The forthcoming LeBreton Flats development may have an enormous anchor tenant in the form of Amazon HQ2, according to one vision of the National Capital Region’s bid that has surfaced online.
The website, which does not constitute the entire bid submitted by the region this past week, appears to be a singular pitch for Amazon’s second headquarters along the Ottawa River waterfront, integrated into LeBreton Flats.
According to the website, a mix of public and private lands adding up to 120 acres in Ottawa’s downtown is “pre-planned and close to shovel-ready” for Amazon to develop its eight-million-square-foot (roughly 180 acres) campus.
The pitch offers Amazon the chance to make its mark and shape a city: The Seattle-based e-commerce giant could have the opportunity to participate in “one of the largest and most transformational waterfront development projects undertaken on North America’s urban landscape in generations,” the website offers.
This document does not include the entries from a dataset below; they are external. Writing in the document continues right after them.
//! CSV manifest of image filenames and numeric labels

use std::path::{Path, PathBuf};

use serde::{Deserialize, Serialize};
use tracing::{debug, info, instrument};

use super::DataError;

/// One manifest row: an image file and its age label
#[derive(Debug, Clone, PartialEq, Serialize, Deserialize)]
pub struct ManifestRecord {
    /// File name relative to the image directory
    pub filename: String,
    /// Numeric label (age)
    pub label: f64,
}

impl ManifestRecord {
    /// Create a new record
    pub fn new(filename: impl Into<String>, label: f64) -> Self {
        Self {
            filename: filename.into(),
            label,
        }
    }

    /// Sample identifier: the file name up to its first dot
    pub fn id(&self) -> &str {
        self.filename
            .split('.')
            .next()
            .unwrap_or(self.filename.as_str())
    }

    /// Full path of the image inside `image_dir`
    pub fn image_path(&self, image_dir: &Path) -> PathBuf {
        image_dir.join(&self.filename)
    }
}

/// Parsed manifest
#[derive(Debug, Clone, Default)]
pub struct Manifest {
    records: Vec<ManifestRecord>,
}

impl Manifest {
    /// Build a manifest from already-parsed records
    pub fn from_records(records: Vec<ManifestRecord>) -> Self {
        Self { records }
    }

    /// Read a CSV manifest, picking the filename and label columns by header name
    #[instrument(skip_all, fields(path = %path.as_ref().display()))]
    pub fn from_csv(
        path: impl AsRef<Path>,
        filename_column: &str,
        label_column: &str,
    ) -> Result<Self, DataError> {
        let path = path.as_ref();
        if !path.exists() {
            return Err(DataError::ManifestNotFound {
                path: path.display().to_string(),
            });
        }

        let reader = csv::ReaderBuilder::new()
            .has_headers(true)
            .trim(csv::Trim::All)
            .from_path(path)?;
        let manifest = Self::from_reader(reader, filename_column, label_column)?;

        info!("Loaded manifest with {} records", manifest.len());
        Ok(manifest)
    }

    fn from_reader<R: std::io::Read>(
        mut reader: csv::Reader<R>,
        filename_column: &str,
        label_column: &str,
    ) -> Result<Self, DataError> {
        let headers = reader.headers()?.clone();
        let column = |name: &str| {
            headers
                .iter()
                .position(|h| h == name)
                .ok_or_else(|| DataError::MissingColumn {
                    column: name.to_string(),
                })
        };
        let filename_idx = column(filename_column)?;
        let label_idx = column(label_column)?;
        debug!(
            "Manifest columns: {} -> {}, {} -> {}",
            filename_column, filename_idx, label_column, label_idx
        );

        let mut records = Vec::new();
        for (i, row) in reader.records().enumerate() {
            let row = row?;
            let row_number = i + 1;

            let filename = row
                .get(filename_idx)
                .filter(|f| !f.is_empty())
                .ok_or_else(|| DataError::MalformedRow {
                    row: row_number,
                    reason: format!("empty '{}' value", filename_column),
                })?;
            let raw_label = row.get(label_idx).unwrap_or_default();
            let label: f64 = raw_label.parse().map_err(|_| DataError::MalformedRow {
                row: row_number,
                reason: format!("'{}' is not a number: {:?}", label_column, raw_label),
            })?;

            records.push(ManifestRecord::new(filename, label));
        }

        if records.is_empty() {
            return Err(DataError::EmptyManifest);
        }

        Ok(Self { records })
    }

    /// Records in file order
    pub fn records(&self) -> &[ManifestRecord] {
        &self.records
    }

    /// Consume the manifest, returning its records
    pub fn into_records(self) -> Vec<ManifestRecord> {
        self.records
    }

    /// Number of records
    pub fn len(&self) -> usize {
        self.records.len()
    }

    /// Whether the manifest has no records
    pub fn is_empty(&self) -> bool {
        self.records.is_empty()
    }
}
The pitch is less aspirational and more certain, phrasing the bid process and developments in the past tense – a done deal. It imagines the headquarters as steps away from an NHL arena and a new public library, two major concurrent developments in Ottawa’s downtown that have yet to begin.
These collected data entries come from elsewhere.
//! Values that take one of several JSON shapes
//!
//! A handful of RPC parameters accept more than one JSON shape: a block may
//! be addressed by hash or by height, an import timestamp may be a number or
//! the word `"now"`, and so on. Each such parameter is an enum here with one
//! variant per shape. Encoding writes exactly the shape of the populated
//! variant. Decoding inspects the JSON value and picks the first variant
//! whose shape matches, in declaration order, and fails with a message
//! naming the accepted shapes when nothing matches.
//!
//! # Examples
//!
//! ```rust
//! use pinjson_core::unions::{DescriptorRange, TimestampOrNow};
//!
//! let range = DescriptorRange::Pair([0, 2]);
//! assert_eq!(serde_json::to_string(&range).unwrap(), "[0,2]");
//!
//! let ts: TimestampOrNow = serde_json::from_str(r#""now""#).unwrap();
//! assert_eq!(ts, TimestampOrNow::Now);
//! ```

use serde::de::{self, Deserializer};
use serde::ser::{SerializeStruct, Serializer};
use serde::{Deserialize, Serialize};
use serde_json::Value;

/// Describe a JSON value's shape for error messages
pub fn json_kind(value: &Value) -> &'static str {
    match value {
        Value::Null => "null",
        Value::Bool(_) => "bool",
        Value::Number(n) if n.is_f64() => "float",
        Value::Number(_) => "integer",
        Value::String(_) => "string",
        Value::Array(_) => "array",
        Value::Object(_) => "object",
    }
}

/// Descriptor range: a single end index or a `[begin, end]` pair
#[derive(Debug, Clone, Copy, PartialEq, Eq, Hash)]
pub enum DescriptorRange {
    /// Range `[0, end]`
    Single(i64),
    /// Explicit `[begin, end]`
    Pair([i64; 2]),
}

impl Serialize for DescriptorRange {
    fn serialize<S: Serializer>(&self, serializer: S) -> Result<S::Ok, S::Error> {
        match self {
            DescriptorRange::Single(end) => serializer.serialize_i64(*end),
            DescriptorRange::Pair(pair) => pair.serialize(serializer),
        }
    }
}

impl<'de> Deserialize<'de> for DescriptorRange {
    fn deserialize<D: Deserializer<'de>>(deserializer: D) -> Result<Self, D::Error> {
        let value = Value::deserialize(deserializer)?;
        if let Some(end) = value.as_i64() {
            return Ok(DescriptorRange::Single(end));
        }
        if let Some([begin, end]) = value.as_array().map(Vec::as_slice) {
            if let (Some(begin), Some(end)) = (begin.as_i64(), end.as_i64()) {
                return Ok(DescriptorRange::Pair([begin, end]));
            }
        }
        Err(de::Error::custom(format!(
            "range must be an integer or a [begin, end] integer pair, got {}",
            json_kind(&value)
        )))
    }
}

/// Block addressed by height or by hash
#[derive(Debug, Clone, PartialEq, Eq, Hash)]
pub enum HashOrHeight {
    /// Block height
    Height(i64),
    /// Hex-encoded block hash
    Hash(String),
}

impl Serialize for HashOrHeight {
    fn serialize<S: Serializer>(&self, serializer: S) -> Result<S::Ok, S::Error> {
        match self {
            HashOrHeight::Height(h) => serializer.serialize_i64(*h),
            HashOrHeight::Hash(hash) => serializer.serialize_str(hash),
        }
    }
}

impl<'de> Deserialize<'de> for HashOrHeight {
    fn deserialize<D: Deserializer<'de>>(deserializer: D) -> Result<Self, D::Error> {
        match Value::deserialize(deserializer)? {
            Value::Number(n) => n
                .as_i64()
                .map(HashOrHeight::Height)
                .ok_or_else(|| de::Error::custom("height must be an integer")),
            Value::String(s) => Ok(HashOrHeight::Hash(s)),
            other => Err(de::Error::custom(format!(
                "expected a block height or hash string, got {}",
                json_kind(&other)
            ))),
        }
    }
}

/// Key birth time: a UNIX timestamp or the literal `"now"`
#[derive(Debug, Clone, Copy, PartialEq, Eq, Hash)]
pub enum TimestampOrNow {
    /// Seconds since the UNIX epoch
    Timestamp(i64),
    /// Current time, skipping any rescan
    Now,
}

impl Serialize for TimestampOrNow {
    fn serialize<S: Serializer>(&self, serializer: S) -> Result<S::Ok, S::Error> {
        match self {
            TimestampOrNow::Timestamp(t) => serializer.serialize_i64(*t),
            TimestampOrNow::Now => serializer.serialize_str("now"),
        }
    }
}

impl<'de> Deserialize<'de> for TimestampOrNow {
    fn deserialize<D: Deserializer<'de>>(deserializer: D) -> Result<Self, D::Error> {
        let value = Value::deserialize(deserializer)?;
        if let Some(t) = value.as_i64() {
            return Ok(TimestampOrNow::Timestamp(t));
        }
        match value.as_str() {
            Some("now") => Ok(TimestampOrNow::Now),
            Some(other) => Err(de::Error::custom(format!(
                "invalid timestamp string {:?}, only \"now\" is accepted",
                other
            ))),
            None => Err(de::Error::custom(format!(
                "timestamp must be an integer or \"now\", got {}",
                json_kind(&value)
            ))),
        }
    }
}

/// Fee guard on `sendrawtransaction`
///
/// Older servers take a boolean "allow high fees" flag; newer ones take a
/// maximum fee rate. [`AllowHighFeesOrMaxFeeRate::Unset`] encodes as
/// `false`, which both kinds of server treat as "use the default".
#[derive(Debug, Clone, Copy, PartialEq, Eq, Hash, Default)]
pub enum AllowHighFeesOrMaxFeeRate {
    /// No preference given
    #[default]
    Unset,
    /// Legacy boolean flag
    AllowHighFees(bool),
    /// Maximum fee rate, in satoshi per kilobyte
    MaxFeeRate(i32),
}

impl Serialize for AllowHighFeesOrMaxFeeRate {
    fn serialize<S: Serializer>(&self, serializer: S) -> Result<S::Ok, S::Error> {
        match self {
            AllowHighFeesOrMaxFeeRate::Unset => serializer.serialize_bool(false),
            AllowHighFeesOrMaxFeeRate::AllowHighFees(b) => serializer.serialize_bool(*b),
            AllowHighFeesOrMaxFeeRate::MaxFeeRate(rate) => serializer.serialize_i32(*rate),
        }
    }
}

impl<'de> Deserialize<'de> for AllowHighFeesOrMaxFeeRate {
    fn deserialize<D: Deserializer<'de>>(deserializer: D) -> Result<Self, D::Error> {
        match Value::deserialize(deserializer)? {
            Value::Bool(b) => Ok(AllowHighFeesOrMaxFeeRate::AllowHighFees(b)),
            Value::Number(n) => {
                let rate = n
                    .as_i64()
                    .or_else(|| n.as_f64().map(|f| f.trunc() as i64))
                    .and_then(|r| i32::try_from(r).ok())
                    .ok_or_else(|| de::Error::custom("max fee rate out of range"))?;
                Ok(AllowHighFeesOrMaxFeeRate::MaxFeeRate(rate))
            }
            other => Err(de::Error::custom(format!(
                "fee setting must be a bool or a number, got {}",
                json_kind(&other)
            ))),
        }
    }
}

/// Structured form of a script-pubkey given by address
#[derive(Debug, Clone, PartialEq, Eq, Hash, Serialize, Deserialize)]
pub struct ScriptPubKeyAddress {
    /// Address whose script should be imported
    pub address: String,
}

/// Script to import: raw script hex or `{"address": ...}`
#[derive(Debug, Clone, PartialEq, Eq, Hash)]
pub enum ScriptPubKey {
    /// Hex-encoded script
    Script(String),
    /// Address object
    Address(ScriptPubKeyAddress),
}

impl Serialize for ScriptPubKey {
    fn serialize<S: Serializer>(&self, serializer: S) -> Result<S::Ok, S::Error> {
        match self {
            ScriptPubKey::Script(hex) => serializer.serialize_str(hex),
            ScriptPubKey::Address(addr) => {
                let mut s = serializer.serialize_struct("ScriptPubKeyAddress", 1)?;
                s.serialize_field("address", &addr.address)?;
                s.end()
            }
        }
    }
}

impl<'de> Deserialize<'de> for ScriptPubKey {
    fn deserialize<D: Deserializer<'de>>(deserializer: D) -> Result<Self, D::Error> {
        match Value::deserialize(deserializer)? {
            Value::String(s) => Ok(ScriptPubKey::Script(s)),
            obj @ Value::Object(_) => ScriptPubKeyAddress::deserialize(obj)
                .map(ScriptPubKey::Address)
                .map_err(de::Error::custom),
            other => Err(de::Error::custom(format!(
                "scriptPubKey must be a script string or an address object, got {}",
                json_kind(&other)
            ))),
        }
    }
}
The bid also draws on the forthcoming light-rail network, positioning HQ2 in close proximity to Bayview Station where the new and existing LRT lines will intersect.
Images used on the website are a mix of renderings and existing photos. The Zibi development on Chaudière Island, the LeBreton Flats shops and spaces and the LRT lines are presented as “coming soon” attractions for “Amazonians,” should the firm choose Ottawa-Gatineau’s bid.
Invest Ottawa officials were quoted Monday morning as saying they highlighted several sites across the National Capital Region in their bid, but chose to highlight LeBreton Flats to put their “best foot forward.”
The “lifestyle piece” is there as well, as Invest Ottawa teased to OBJ last month. “Happily,” the bid says, the costs of housing and living is preferable to other major Canadian cities – a clear attempt to contrast Ottawa’s liveability with the real estate markets of Toronto and Vancouver. The National Arts Centre, the Gatineau Hills and nearby neighbourhoods such as Hintonburg and Westboro are each prominently featured as draws for the after-work hours.
Of course, the region’s technology sector is a part of the bid. The site imagines a reality in which Amazon joins Ottawa-based Centre of Excellence in Next Generation Networks, and highlights the region’s high connectivity speeds of more than one terabyte-per-second.
Talent from the region’s colleges and universities is also on display, as well as other talent streams including attracting foreign students and government programs that allow for the timely processing of international workers.
Other features included in the pitch are access to the federal government and nearby embassies, as well as the sustainability of the forthcoming developments.
With the bids process now closed, Amazon is expected to make a final decision on the winning city for its second headquarters in 2018.